━━━ EXERCISE MATERIAL
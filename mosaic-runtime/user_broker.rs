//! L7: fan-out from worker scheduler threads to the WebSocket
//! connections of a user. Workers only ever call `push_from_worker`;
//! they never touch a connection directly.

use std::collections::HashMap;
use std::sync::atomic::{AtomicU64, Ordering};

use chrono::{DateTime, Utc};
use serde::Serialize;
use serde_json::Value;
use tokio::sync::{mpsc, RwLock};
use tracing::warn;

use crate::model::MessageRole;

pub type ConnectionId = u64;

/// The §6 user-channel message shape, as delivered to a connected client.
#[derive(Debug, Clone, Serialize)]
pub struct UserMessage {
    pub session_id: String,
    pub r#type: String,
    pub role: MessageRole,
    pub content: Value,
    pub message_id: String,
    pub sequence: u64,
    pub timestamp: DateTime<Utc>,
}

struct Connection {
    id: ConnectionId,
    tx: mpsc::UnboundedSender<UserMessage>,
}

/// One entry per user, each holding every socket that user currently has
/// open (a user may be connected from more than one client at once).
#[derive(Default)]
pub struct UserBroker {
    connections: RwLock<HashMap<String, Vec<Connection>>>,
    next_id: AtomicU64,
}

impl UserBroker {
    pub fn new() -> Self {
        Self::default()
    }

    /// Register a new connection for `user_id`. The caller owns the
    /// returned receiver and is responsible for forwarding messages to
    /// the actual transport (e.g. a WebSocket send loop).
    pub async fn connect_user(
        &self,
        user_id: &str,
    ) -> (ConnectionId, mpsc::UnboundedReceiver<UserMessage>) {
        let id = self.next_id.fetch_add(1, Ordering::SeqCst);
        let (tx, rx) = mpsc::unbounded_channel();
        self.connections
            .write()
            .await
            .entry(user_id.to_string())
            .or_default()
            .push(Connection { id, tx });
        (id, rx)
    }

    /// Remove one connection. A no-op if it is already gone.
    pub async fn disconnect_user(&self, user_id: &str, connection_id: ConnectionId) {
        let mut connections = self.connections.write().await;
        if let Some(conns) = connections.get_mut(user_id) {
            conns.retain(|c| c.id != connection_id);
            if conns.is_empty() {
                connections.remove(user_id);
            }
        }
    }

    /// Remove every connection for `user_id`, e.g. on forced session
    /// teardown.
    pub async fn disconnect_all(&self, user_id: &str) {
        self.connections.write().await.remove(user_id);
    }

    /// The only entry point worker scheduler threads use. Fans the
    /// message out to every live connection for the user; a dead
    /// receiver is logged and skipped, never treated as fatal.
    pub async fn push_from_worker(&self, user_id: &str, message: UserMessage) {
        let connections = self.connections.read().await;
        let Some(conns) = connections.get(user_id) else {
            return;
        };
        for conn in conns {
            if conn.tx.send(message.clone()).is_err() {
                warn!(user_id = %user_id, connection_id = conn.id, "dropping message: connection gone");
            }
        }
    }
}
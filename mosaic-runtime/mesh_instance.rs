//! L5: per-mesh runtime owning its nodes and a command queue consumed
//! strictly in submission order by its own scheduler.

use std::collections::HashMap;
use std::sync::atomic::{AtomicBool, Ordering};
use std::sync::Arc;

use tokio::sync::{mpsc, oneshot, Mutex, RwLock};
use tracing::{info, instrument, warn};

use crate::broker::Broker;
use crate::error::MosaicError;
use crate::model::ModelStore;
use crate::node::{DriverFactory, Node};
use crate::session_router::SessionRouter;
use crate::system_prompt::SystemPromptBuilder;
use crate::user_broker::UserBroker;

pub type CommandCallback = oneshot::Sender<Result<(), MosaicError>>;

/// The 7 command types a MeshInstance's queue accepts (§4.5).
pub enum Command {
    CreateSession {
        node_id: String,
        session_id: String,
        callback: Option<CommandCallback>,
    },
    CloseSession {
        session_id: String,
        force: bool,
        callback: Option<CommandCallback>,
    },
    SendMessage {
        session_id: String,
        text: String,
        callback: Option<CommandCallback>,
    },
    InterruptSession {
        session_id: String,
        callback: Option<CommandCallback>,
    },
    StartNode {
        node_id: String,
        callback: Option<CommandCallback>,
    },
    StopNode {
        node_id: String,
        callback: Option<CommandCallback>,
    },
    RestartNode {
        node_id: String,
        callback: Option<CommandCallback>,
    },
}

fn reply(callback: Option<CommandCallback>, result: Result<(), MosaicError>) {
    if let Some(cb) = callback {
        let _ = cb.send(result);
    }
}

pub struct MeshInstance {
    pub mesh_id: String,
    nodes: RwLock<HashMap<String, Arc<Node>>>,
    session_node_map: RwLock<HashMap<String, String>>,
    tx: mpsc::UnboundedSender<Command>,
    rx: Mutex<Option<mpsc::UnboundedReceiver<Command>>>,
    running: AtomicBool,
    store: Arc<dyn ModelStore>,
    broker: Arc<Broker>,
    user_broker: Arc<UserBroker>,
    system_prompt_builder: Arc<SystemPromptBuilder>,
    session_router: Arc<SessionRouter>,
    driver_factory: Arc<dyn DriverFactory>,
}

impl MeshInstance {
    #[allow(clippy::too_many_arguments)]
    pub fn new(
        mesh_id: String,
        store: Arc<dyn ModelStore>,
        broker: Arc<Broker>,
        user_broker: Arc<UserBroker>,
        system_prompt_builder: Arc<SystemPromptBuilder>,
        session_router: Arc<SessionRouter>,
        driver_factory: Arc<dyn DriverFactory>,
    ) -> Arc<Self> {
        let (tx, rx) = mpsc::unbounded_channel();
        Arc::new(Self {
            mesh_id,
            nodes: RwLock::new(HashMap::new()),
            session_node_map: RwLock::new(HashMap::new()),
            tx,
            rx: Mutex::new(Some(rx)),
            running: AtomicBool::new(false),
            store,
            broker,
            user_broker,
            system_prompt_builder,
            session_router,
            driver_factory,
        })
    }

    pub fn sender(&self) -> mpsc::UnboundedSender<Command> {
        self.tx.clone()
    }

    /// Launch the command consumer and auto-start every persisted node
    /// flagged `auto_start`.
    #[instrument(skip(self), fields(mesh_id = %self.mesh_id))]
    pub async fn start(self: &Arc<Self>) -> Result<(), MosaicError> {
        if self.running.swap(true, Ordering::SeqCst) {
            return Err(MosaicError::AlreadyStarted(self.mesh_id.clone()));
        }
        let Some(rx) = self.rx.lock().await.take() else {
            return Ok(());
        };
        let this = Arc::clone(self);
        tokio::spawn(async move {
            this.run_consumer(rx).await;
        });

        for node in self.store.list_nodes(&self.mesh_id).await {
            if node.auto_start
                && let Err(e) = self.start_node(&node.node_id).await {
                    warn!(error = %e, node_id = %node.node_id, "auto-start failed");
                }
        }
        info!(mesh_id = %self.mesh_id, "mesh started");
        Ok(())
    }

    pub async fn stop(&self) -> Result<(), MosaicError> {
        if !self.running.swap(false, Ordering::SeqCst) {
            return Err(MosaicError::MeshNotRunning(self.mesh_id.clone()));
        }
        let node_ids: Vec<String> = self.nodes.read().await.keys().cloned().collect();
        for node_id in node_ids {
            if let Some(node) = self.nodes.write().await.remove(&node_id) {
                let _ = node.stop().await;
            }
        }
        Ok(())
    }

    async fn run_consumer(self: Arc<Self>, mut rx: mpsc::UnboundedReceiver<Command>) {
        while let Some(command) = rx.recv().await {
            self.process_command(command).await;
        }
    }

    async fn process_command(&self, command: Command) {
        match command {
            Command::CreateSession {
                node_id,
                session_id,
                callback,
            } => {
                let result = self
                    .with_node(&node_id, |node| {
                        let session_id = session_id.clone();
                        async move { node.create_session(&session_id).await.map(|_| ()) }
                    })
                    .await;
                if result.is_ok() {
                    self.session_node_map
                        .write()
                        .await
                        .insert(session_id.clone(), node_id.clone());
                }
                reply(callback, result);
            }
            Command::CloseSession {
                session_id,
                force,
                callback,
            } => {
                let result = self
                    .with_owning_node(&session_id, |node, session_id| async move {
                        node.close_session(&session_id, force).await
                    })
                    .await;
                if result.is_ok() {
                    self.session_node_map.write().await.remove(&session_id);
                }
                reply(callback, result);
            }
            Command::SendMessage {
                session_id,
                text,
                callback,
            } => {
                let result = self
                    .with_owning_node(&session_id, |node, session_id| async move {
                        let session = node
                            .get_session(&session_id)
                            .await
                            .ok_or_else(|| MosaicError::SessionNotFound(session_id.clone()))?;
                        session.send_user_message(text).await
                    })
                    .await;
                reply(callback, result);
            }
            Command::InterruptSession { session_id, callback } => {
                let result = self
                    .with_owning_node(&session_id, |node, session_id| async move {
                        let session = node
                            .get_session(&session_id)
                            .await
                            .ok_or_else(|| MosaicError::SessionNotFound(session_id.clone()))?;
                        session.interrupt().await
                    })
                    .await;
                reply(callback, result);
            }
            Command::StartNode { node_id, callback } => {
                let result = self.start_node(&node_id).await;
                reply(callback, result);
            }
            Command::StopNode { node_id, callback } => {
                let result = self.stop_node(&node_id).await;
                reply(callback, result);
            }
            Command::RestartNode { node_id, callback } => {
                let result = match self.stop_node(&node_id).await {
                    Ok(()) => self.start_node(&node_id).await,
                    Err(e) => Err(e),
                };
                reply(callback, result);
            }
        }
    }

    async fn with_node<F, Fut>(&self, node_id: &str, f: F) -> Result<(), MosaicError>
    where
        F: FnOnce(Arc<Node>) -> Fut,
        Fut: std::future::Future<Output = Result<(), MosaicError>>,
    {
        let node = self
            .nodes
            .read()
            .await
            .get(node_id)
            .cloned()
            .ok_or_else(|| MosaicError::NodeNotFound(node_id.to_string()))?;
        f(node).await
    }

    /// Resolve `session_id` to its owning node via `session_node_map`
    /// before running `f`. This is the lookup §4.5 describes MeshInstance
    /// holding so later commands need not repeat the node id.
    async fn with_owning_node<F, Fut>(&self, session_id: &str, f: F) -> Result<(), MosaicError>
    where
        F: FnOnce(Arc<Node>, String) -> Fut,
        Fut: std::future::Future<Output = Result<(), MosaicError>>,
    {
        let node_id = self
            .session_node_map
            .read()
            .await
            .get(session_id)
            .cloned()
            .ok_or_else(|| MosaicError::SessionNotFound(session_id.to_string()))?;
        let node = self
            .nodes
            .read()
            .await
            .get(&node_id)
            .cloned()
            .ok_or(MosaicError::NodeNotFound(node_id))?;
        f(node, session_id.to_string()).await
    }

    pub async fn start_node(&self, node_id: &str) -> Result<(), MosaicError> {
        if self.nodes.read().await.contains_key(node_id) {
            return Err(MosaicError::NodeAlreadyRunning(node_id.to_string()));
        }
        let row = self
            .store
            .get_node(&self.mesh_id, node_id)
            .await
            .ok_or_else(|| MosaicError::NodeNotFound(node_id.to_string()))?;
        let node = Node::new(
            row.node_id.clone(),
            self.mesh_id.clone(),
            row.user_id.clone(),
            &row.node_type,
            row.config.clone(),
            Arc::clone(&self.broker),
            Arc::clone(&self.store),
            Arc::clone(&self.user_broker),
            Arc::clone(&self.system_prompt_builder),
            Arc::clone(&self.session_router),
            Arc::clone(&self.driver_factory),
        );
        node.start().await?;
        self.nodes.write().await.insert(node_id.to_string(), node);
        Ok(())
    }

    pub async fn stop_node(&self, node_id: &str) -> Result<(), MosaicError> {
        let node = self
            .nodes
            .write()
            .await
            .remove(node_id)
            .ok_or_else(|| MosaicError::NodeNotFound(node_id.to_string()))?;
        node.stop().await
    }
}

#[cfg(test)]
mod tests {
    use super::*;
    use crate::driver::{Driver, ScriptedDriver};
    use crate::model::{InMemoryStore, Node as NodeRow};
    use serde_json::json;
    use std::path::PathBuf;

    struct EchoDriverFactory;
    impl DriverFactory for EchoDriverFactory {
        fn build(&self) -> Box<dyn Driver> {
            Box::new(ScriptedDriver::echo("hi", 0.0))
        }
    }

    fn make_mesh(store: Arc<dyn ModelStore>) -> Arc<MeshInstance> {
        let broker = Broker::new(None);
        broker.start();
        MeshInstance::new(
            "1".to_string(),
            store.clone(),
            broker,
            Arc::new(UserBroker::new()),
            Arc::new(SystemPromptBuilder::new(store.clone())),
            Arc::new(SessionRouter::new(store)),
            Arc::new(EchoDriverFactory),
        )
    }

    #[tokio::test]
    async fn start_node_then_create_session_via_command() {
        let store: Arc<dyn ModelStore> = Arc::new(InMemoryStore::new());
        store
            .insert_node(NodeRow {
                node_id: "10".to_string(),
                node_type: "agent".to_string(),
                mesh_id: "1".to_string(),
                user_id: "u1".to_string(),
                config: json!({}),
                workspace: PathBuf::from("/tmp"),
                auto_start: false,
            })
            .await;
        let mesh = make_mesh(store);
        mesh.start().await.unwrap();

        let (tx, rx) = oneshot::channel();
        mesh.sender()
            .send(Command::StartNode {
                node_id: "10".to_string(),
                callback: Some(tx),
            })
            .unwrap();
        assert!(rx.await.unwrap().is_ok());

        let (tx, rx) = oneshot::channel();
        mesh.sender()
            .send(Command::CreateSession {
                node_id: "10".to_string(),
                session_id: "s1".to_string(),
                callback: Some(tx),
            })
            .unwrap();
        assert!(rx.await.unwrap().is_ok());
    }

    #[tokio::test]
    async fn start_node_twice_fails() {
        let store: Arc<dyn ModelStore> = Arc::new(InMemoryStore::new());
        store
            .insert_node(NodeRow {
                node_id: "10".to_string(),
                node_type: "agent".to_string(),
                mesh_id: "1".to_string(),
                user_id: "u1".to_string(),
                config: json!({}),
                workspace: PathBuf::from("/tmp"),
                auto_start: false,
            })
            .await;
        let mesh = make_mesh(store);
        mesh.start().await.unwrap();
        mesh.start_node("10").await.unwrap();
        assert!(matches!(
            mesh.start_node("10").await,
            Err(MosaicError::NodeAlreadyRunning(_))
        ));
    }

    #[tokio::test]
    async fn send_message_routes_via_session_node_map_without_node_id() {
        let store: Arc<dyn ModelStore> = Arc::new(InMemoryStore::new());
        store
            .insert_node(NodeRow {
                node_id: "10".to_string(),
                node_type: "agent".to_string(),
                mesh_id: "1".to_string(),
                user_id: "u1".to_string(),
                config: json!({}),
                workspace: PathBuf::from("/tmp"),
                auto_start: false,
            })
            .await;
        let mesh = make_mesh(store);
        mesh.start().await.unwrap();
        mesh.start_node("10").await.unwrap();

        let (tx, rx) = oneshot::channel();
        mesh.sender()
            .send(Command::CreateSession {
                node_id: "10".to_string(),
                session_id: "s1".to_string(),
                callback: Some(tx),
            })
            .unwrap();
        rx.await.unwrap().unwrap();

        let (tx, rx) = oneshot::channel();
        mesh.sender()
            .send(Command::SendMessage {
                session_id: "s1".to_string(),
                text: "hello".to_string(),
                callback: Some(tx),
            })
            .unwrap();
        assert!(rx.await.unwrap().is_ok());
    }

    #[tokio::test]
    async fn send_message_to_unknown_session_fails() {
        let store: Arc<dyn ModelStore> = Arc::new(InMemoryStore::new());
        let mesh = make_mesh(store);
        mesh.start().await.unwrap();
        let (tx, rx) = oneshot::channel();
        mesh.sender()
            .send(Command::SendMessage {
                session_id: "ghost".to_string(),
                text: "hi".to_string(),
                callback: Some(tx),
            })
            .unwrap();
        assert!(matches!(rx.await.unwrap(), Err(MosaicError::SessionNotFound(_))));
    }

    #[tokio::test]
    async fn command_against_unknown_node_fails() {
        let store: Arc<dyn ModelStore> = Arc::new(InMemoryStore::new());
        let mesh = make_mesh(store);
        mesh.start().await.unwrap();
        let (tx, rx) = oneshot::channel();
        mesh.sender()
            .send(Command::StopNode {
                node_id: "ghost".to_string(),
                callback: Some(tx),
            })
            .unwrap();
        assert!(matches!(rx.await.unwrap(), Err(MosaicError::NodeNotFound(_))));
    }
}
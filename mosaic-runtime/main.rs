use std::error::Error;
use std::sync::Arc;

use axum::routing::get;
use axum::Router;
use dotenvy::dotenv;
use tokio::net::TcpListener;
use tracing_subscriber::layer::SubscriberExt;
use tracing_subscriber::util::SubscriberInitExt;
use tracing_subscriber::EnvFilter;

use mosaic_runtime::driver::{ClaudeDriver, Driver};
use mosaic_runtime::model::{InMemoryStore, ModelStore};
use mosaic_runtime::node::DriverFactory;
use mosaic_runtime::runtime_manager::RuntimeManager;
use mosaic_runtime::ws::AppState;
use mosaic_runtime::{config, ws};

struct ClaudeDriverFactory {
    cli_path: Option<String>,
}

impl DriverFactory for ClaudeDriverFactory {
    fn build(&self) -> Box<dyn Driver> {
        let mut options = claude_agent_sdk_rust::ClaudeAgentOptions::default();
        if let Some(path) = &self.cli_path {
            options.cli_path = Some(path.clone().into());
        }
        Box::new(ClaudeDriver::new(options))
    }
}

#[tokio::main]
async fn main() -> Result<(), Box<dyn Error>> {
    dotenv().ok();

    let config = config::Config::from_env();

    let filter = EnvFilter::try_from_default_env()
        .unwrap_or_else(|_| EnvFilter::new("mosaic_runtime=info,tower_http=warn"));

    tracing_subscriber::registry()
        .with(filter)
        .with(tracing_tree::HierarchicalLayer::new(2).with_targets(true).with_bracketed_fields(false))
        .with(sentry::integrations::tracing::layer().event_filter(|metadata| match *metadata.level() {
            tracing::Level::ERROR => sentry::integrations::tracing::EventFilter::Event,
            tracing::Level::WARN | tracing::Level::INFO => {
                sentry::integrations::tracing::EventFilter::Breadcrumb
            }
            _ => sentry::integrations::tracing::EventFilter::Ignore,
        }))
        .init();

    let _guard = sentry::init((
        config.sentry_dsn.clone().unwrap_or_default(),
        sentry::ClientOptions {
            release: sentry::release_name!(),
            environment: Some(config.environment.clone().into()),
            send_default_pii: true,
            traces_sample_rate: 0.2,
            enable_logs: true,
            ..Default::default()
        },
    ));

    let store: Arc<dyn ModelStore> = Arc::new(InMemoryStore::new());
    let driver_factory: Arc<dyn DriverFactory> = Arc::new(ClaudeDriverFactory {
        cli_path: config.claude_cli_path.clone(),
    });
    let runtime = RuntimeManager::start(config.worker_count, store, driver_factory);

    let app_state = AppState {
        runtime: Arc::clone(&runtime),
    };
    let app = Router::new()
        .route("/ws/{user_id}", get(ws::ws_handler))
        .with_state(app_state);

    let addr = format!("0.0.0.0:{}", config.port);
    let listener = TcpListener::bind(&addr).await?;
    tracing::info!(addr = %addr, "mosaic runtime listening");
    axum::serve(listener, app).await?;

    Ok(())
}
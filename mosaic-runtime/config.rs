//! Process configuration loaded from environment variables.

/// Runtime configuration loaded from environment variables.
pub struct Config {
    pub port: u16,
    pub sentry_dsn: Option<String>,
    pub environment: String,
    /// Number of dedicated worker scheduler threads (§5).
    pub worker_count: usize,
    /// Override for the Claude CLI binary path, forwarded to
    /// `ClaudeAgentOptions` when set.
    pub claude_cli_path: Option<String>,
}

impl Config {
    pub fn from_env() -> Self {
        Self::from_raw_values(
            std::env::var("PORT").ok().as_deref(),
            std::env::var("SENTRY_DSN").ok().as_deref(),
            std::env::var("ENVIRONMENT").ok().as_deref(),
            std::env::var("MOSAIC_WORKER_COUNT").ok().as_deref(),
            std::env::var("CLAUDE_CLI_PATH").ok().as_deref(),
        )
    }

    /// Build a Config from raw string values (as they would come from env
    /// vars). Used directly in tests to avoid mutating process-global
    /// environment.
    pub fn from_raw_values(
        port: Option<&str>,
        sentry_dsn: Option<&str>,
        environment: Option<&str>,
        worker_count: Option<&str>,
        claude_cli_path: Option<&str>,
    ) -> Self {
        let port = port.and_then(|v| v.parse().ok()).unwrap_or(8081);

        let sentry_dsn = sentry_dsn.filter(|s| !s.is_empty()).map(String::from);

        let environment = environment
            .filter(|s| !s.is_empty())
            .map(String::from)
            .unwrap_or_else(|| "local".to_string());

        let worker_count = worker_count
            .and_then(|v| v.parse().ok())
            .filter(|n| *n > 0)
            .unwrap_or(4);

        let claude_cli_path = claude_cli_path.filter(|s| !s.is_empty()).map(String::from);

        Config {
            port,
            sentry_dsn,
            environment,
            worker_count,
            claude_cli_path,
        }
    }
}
━━━━━━
**ACTIVITY:** Would you please copy every line in the data that contains the word "UnboundedSender"?

**SOLUTION TO THIS PROBLEM:**
    tx: mpsc::UnboundedSender<UserMessage>,
    tx: mpsc::UnboundedSender<Command>,
    pub fn sender(&self) -> mpsc::UnboundedSender<Command> {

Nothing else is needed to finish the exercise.